Malayil Abraham Oommen (born 24 February 1932) is an economist and academic from Kerala, India. He wrote several books and published many articles on issues such as democracy, development, decentralization and economy of Kerala and India. He worked as economic adviser to the Botswana government.

Biography
M. A. Oommen was born on 24 February 1932 at Venmony in present-day Alappuzha district. His father M. O. Abraham was a school teacher. In his autobiography Ormmappadikal, he mentions that, after his own father, it was M. M. Thomas who shaped his outlook on life. Theologian M. M. Thomas introduced Marxism and other ideologies in his youth classes in Thiruvananthapuram.

Born into a conservative Christian family, Oommen is popularly referred as a "Christian socialist". Although Oommen had a Marxist leaning, Congress leaders also benefited significantly from his insights.

Oommen done his college education at University College Thiruvananthapuram with economics as his area of specialization. After completing his master's degree in Economics with First Rank from Kerala University in 1954, he done his Ph.D. from Kerala University in 1968. He also studied Diploma in Economic Development, from Institute for the Study of Economic Development at Naples, Italy.

Oommen developed an accurate and scientific curriculum for the departments of economics in various universities of Kerala and also conducted financial planning for African countries such as Botswana. He has worked at the Institute for the Study of Economic Development in Naples, Italy, and at the Center for Economic Growth at Yale University. He is also an Honorary Professor, Centre for Development Studies, Thiruvananthapuram. He was the first teacher of the economics department at University of Kerala, was the first economics professor at University of Calicut and was the founder-director of John Matthai Centre at Thrissur, Kerala.

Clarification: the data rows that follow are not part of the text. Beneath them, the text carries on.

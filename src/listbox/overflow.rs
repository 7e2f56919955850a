use unicode_width::UnicodeWidthStr;

/// Cell sizes of the chrome around each tag in a multi-select trigger.
#[derive(Debug, Clone, Copy, PartialEq, Eq)]
pub struct TagMetrics {
	/// Cells added around a tag's label (borders, remove button).
	pub padding: u16,
	/// Cells between adjacent tags and before the overflow indicator.
	pub gap: u16,
}

impl Default for TagMetrics {
	fn default() -> Self {
		Self { padding: 4, gap: 1 }
	}
}

/// Result of fitting tags into a trigger.
#[derive(Debug, Clone, Copy, PartialEq, Eq)]
pub struct TagOverflow {
	/// Leading tags that are rendered.
	pub visible: usize,
	/// Tags summarised by the "+N more" indicator.
	pub hidden: usize,
}

impl TagOverflow {
	/// Label for the overflow indicator, if any tags are hidden.
	#[must_use]
	pub fn indicator(&self) -> Option<String> {
		(self.hidden > 0).then(|| overflow_label(self.hidden))
	}
}

fn overflow_label(hidden: usize) -> String {
	format!("+{hidden} more")
}

/// Fit as many leading tags as possible into `available` cells, reserving
/// room for the "+N more" indicator whenever something is hidden.
pub fn fit_tags<'a, I>(labels: I, available: u16, metrics: TagMetrics) -> TagOverflow
where
	I: IntoIterator<Item = &'a str>,
{
	let widths: Vec<usize> = labels
		.into_iter()
		.map(|label| label.width() + usize::from(metrics.padding))
		.collect();
	let total = widths.len();
	let available = usize::from(available);
	let gap = usize::from(metrics.gap);

	let mut prefix = Vec::with_capacity(total + 1);
	prefix.push(0usize);
	for (index, width) in widths.iter().enumerate() {
		let separator = if index == 0 { 0 } else { gap };
		prefix.push(prefix[index] + separator + width);
	}

	for visible in (0..=total).rev() {
		let hidden = total - visible;
		let mut used = prefix[visible];
		if hidden > 0 {
			let separator = if visible == 0 { 0 } else { gap };
			used += separator + overflow_label(hidden).width();
		}
		if used <= available || visible == 0 {
			return TagOverflow { visible, hidden };
		}
	}

	TagOverflow {
		visible: 0,
		hidden: total,
	}
}

#[cfg(test)]
mod tests {
	use super::*;

	const METRICS: TagMetrics = TagMetrics { padding: 2, gap: 1 };

	#[test]
	fn everything_fits_without_indicator() {
		let overflow = fit_tags(["one", "two"], 20, METRICS);
		assert_eq!(overflow, TagOverflow { visible: 2, hidden: 0 });
		assert_eq!(overflow.indicator(), None);
	}

	#[test]
	fn indicator_space_is_reserved() {
		// Tags take 5, 5 and 7 cells. Two tags plus " +1 more" need 19 cells,
		// exactly as many as all three tags.
		let overflow = fit_tags(["one", "two", "three"], 18, METRICS);
		assert_eq!(overflow, TagOverflow { visible: 1, hidden: 2 });
		assert_eq!(overflow.indicator().as_deref(), Some("+2 more"));

		let overflow = fit_tags(["one", "two", "three"], 19, METRICS);
		assert_eq!(overflow, TagOverflow { visible: 3, hidden: 0 });
	}

	#[test]
	fn narrow_trigger_hides_all() {
		let overflow = fit_tags(["alpha", "beta"], 3, METRICS);
		assert_eq!(overflow, TagOverflow { visible: 0, hidden: 2 });
	}
}
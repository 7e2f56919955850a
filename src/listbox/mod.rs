//! Selection widgets: [`Select`] and [`MultiSelect`].
//!
//! Both are headless state machines. A host feeds them key events and pointer
//! actions, renders whatever [`Transition`] and accessor methods report, and
//! positions the open list with [`crate::overlay::floating`].

mod field;
mod key;
mod multi;
mod navigation;
mod option;
mod overflow;
mod select;
mod value;

pub use field::{BlurHandler, ChangeHandler, FieldBinding, HiddenInput};
pub use key::ListKey;
pub use multi::{MultiSelect, Selection};
pub use navigation::{CloseReason, Transition};
pub use option::ListOption;
pub use overflow::{TagMetrics, TagOverflow, fit_tags};
pub use select::Select;
pub use value::{ListboxError, ValueSource};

Oommen, who has been appointed economic adviser to the Botswana government, has publicly criticized the country's central budget for generously subsidizing rich businessmen. Following this, his tenure was cut short by the Botswana government and he returned Kerala. Oommen also held several positions including chairman of Institute for Sustainable Development and Governance, Chairman of the 4th State Finance Commission, Government of Kerala and patron of Kerala Economic Asosiation.

Writing career
Oommen became well known in the academic community for his comprehensive writing on key issues such as democracy, development and decentralization. He wrote more than 30 books in Malayalam and English and published 400 papers which collectively form a comprehensive economic history of Kerala's last 7 decades.

Former Kerala finance minister T. M. Thomas Isaac said that Oommen was one of the pioneers who wrote extensively on the role of land reform in Kerala enhancing the capacity of the people of Kerala and in removing the barriers to it. While he is proud of the changes that land reform has brought to Kerala, he is also one of the first scholars to point out its limitations, added Isaac.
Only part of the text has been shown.